As a UX skilled in today’s data-driven landscape, it’s extremely likely that you’ve been asked to design a personal digital experience, whether it’s a common website, user portal, or local application. Although there is still a lot of advertising hype surrounding personalization programs, there are still very some standardized methods for implementing personalized UX.
That’s where we come in. We set ourselves the challenge of developing a systematic personalization framework especially for UX practitioners after finishing dozens of personalization tasks over the past few years. The Personalization Pyramid is a designer-centric model for standing up human-centered personalisation programs, spanning information, classification, content delivery, and general goals. By using this strategy, you will be able to understand the core components of a modern, UX-driven personalization system ( or at the very least understand enough to get started ).
Getting Started
For the sake of this article, we’ll suppose you’re already familiar with the basics of online personalization. A nice guide can be found these: Website Personalization Planning. Although Graphic tasks in this field can take a variety of forms, they frequently start from the same place.

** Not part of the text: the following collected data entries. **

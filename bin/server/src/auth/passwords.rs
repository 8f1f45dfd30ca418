//! Password recovery.
//!
//! Requests for unknown emails get the same answer as known ones. No mail
//! is sent; the reset link is written to the debug log.

use axum::{
    Form,
    extract::{Query, State},
    http::StatusCode,
    response::{Html, IntoResponse, Redirect, Response},
};
use axum_extra::extract::CookieJar;
use serde::Deserialize;
use std::sync::Arc;
use tracing::{debug, info};

use super::{AppState, ClientIp, start_session};
use crate::error::{AuthError, rejection_messages};
use crate::views;

const SENT_NOTICE: &str = "If your email address exists in our database, you will receive a \
     password recovery link at your email address in a few minutes.";

/// Reset request form.
#[derive(Debug, Deserialize)]
pub struct ResetRequestForm {
    #[serde(default)]
    email: String,
}

/// Query of the link in the reset instructions.
#[derive(Debug, Deserialize)]
pub struct ResetLinkQuery {
    reset_password_token: Option<String>,
}

/// New password form.
#[derive(Debug, Deserialize)]
pub struct ResetForm {
    #[serde(default)]
    reset_password_token: String,
    #[serde(default)]
    password: String,
    password_confirmation: Option<String>,
}

/// Shows the reset request form.
pub async fn new(State(state): State<Arc<AppState>>) -> Result<Html<String>, AuthError> {
    Ok(Html(views::forgot_password(state.accounts.config(), &[])?))
}

/// Issues a reset token for the submitted email.
pub async fn create(
    State(state): State<Arc<AppState>>,
    Form(form): Form<ResetRequestForm>,
) -> Result<Html<String>, AuthError> {
    if let Some(token) = state
        .accounts
        .send_reset_password_instructions(&form.email)
        .await?
    {
        let link = format!(
            "{}/users/password/edit?reset_password_token={}",
            state.base_url.trim_end_matches('/'),
            token
        );
        info!("reset password instructions issued");
        debug!(link = %link, "reset password link");
    }

    Ok(Html(views::forgot_password(
        state.accounts.config(),
        &[SENT_NOTICE.to_string()],
    )?))
}

/// Shows the new password form for a reset link.
pub async fn edit(Query(query): Query<ResetLinkQuery>) -> Result<Response, AuthError> {
    match query.reset_password_token.filter(|t| !t.is_empty()) {
        Some(token) => Ok(Html(views::reset_password(&token, &[])?).into_response()),
        None => Ok(Redirect::to("/users/sign_in").into_response()),
    }
}

/// Sets the new password and signs the account in.
///
/// Every other session of the account ends.
pub async fn update(
    State(state): State<Arc<AppState>>,
    ClientIp(ip): ClientIp,
    jar: CookieJar,
    Form(form): Form<ResetForm>,
) -> Result<Response, AuthError> {
    let result = state
        .accounts
        .reset_password_by_token(
            &form.reset_password_token,
            &form.password,
            form.password_confirmation.as_deref(),
        )
        .await;

    let user = match result {
        Ok(user) => user,
        Err(e) => {
            let Some(messages) = rejection_messages(&e) else {
                return Err(e.into());
            };
            let page = views::reset_password(&form.reset_password_token, &messages)?;
            return Ok((StatusCode::UNPROCESSABLE_ENTITY, Html(page)).into_response());
        }
    };

    let ended = state.sessions.delete_for_user(user.id()).await?;
    debug!(user_id = %user.id(), ended, "ended sessions after password reset");

    let (jar, _user) = start_session(&state, jar, user, ip, false).await?;
    Ok((jar, Redirect::to("/")).into_response())
}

Popular circumstances for launching a personalization project:
- Your business or client made a purchase to support personalization with a content management system ( CMS ), marketing automation platform ( MAP ), or other related technology.
- The CMO, CDO, or CIO has identified personalisation as a target
- User data is disjointed or confusing
- You are conducting some sporadic targeting or A/B tests.
- On the personalisation method, stakeholders disagree.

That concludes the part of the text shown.